>>>>>

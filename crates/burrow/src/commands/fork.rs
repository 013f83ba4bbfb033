use clap::ArgMatches;
use tracing::info;

use burrow_core::{DaemonLauncher, ForkContext, SessionOutcome, fork_session};

use super::helpers::{self, CliContext};
use crate::color;

pub(crate) fn handle_fork_command(
    ctx: &CliContext,
    matches: &ArgMatches,
) -> Result<(), Box<dyn std::error::Error>> {
    let fork_ctx = ForkContext::from_env();
    let target = matches.get_one::<String>("name").map(String::as_str);

    info!(
        event = "cli.fork_started",
        source = fork_ctx.source.as_deref().unwrap_or(""),
        target = target.unwrap_or("")
    );

    let mut launcher = DaemonLauncher {
        registry: &ctx.registry,
        config: &ctx.config,
        paths: &ctx.paths,
    };
    let forked = fork_session(
        &fork_ctx,
        target,
        helpers::terminal_size(),
        &ctx.registry,
        &mut launcher,
    )
    .map_err(|e| {
        helpers::report("Fork failed", &e, "cli.fork_failed");
        e
    })?;

    match forked.outcome {
        SessionOutcome::Started { pid } => println!(
            "{} {} into {} {}",
            color::aurora("Forked"),
            color::ice(&forked.source.name),
            color::ice(forked.target.as_str()),
            color::muted(&format!("(pid {})", pid))
        ),
        SessionOutcome::AlreadyRunning => println!(
            "{} {} is already running.",
            color::muted("Session"),
            color::ice(forked.target.as_str())
        ),
    }
    println!(
        "  {} burrow attach {}",
        color::muted("Attach:"),
        color::ice(forked.target.as_str())
    );

    info!(
        event = "cli.fork_completed",
        source = %forked.source.name,
        target = %forked.target
    );
    Ok(())
}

<<<<<

Task prompt
Scan the material above. Extract every line in which the word "ArgMatches" occurs.

Exercise output
use clap::ArgMatches;
    matches: &ArgMatches,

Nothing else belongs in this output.